At the end of the third interview, one of the associates took me on a tour of the office and introduced me to every single person who worked there; good sign, right? She then proceeded to show me a bright, newly-painted office, and said five magical words: “This will be your office . . . .” My eyes grew wide, and I let out a silent squeal of delight, thinking, “I must be getting an offer!”
We concluded the tour, and the associate asked me if I wanted to talk more about the position or if I had any further questions. I had already been through two lengthy interviews with multiple attorneys and asked them a plethora of questions. Plus, I needed to get back to my current job.
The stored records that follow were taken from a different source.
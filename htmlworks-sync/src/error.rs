//! Error types for htmlworks-sync.

use std::path::PathBuf;

use thiserror::Error;

use htmlworks_core::ScanError;
use htmlworks_renderer::RenderError;

/// Errors that abort a sync pass.
///
/// Per-page render failures are not here: they are recorded in the report
/// and the pass continues.
#[derive(Debug, Error)]
pub enum SyncError {
    /// A source or generate tree could not be listed.
    #[error("scan error: {0}")]
    Scan(#[from] ScanError),

    /// The template library could not be built.
    #[error("render error: {0}")]
    Render(#[from] RenderError),

    /// An I/O error, with annotated path for context.
    #[error("I/O error at {path}: {source}")]
    Io {
        path: PathBuf,
        #[source]
        source: std::io::Error,
    },
}

/// Convenience constructor for [`SyncError::Io`].
pub(crate) fn io_err(path: impl Into<PathBuf>, source: std::io::Error) -> SyncError {
    SyncError::Io {
        path: path.into(),
        source,
    }
}
//! Error types for htmlworks-renderer.

use std::path::PathBuf;

use thiserror::Error;

use htmlworks_core::ScanError;

/// Malformed JSON inside a parameter block.
///
/// Never fatal: callers log it and render with an empty context.
#[derive(Debug, Error)]
#[error("invalid parameter block: {0}")]
pub struct ParamParseError(#[from] pub serde_json::Error);

/// All errors that can arise from rendering a page.
#[derive(Debug, Error)]
pub enum RenderError {
    /// Source bytes are not UTF-8 text.
    #[error("{name} is not valid UTF-8")]
    Decode { name: String },

    /// The template body could not be parsed (or its parent is missing).
    #[error("template syntax error in {name}: {source}")]
    TemplateSyntax {
        name: String,
        #[source]
        source: tera::Error,
    },

    /// The template parsed but failed against its context.
    #[error("failed to render {name}: {source}")]
    RenderExecution {
        name: String,
        #[source]
        source: tera::Error,
    },

    /// The parameter map could not become a Tera context.
    #[error("context error: {0}")]
    Context(#[source] tera::Error),

    /// The content tree could not be listed while loading the library.
    #[error(transparent)]
    Scan(#[from] ScanError),

    /// Filesystem error while reading a source file.
    #[error("template io error at {path}: {source}")]
    Io {
        path: PathBuf,
        #[source]
        source: std::io::Error,
    },
}

impl RenderError {
    /// True when the source file itself does not exist (or is not a file).
    pub fn is_missing_source(&self) -> bool {
        matches!(
            self,
            RenderError::Io { source, .. } if source.kind() == std::io::ErrorKind::NotFound
        )
    }

    /// Message plus every underlying cause, `: `-separated.
    ///
    /// Tera keeps the useful part (line, column, offending token) in the
    /// source chain rather than the top-level message.
    pub fn detail(&self) -> String {
        let mut out = self.to_string();
        let mut cause = std::error::Error::source(self);
        while let Some(err) = cause {
            let msg = err.to_string();
            if !out.contains(&msg) {
                out.push_str(": ");
                out.push_str(&msg);
            }
            cause = err.source();
        }
        out
    }
}

pub(crate) fn io_err(path: impl Into<PathBuf>, source: std::io::Error) -> RenderError {
    RenderError::Io {
        path: path.into(),
        source,
    }
}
So, I breezily replied with a smile, “I think I have all the information I need!”
I quickly left the office on Cloud Nine thinking I already had the job in the bag. That evening I sent my thank-you correspondence and waited with bated breath for the all-important offer I “knew” I had.
A few days later, the hiring manager emailed me; bad sign, right? She explained I was their second choice (ouch!), and they had gone with a “candidate with more experience” instead (gulp!). But, when I checked the website a few weeks later and read the bio of the person they chose, it was a newly admitted attorney who didn’t appear to have any experience at all.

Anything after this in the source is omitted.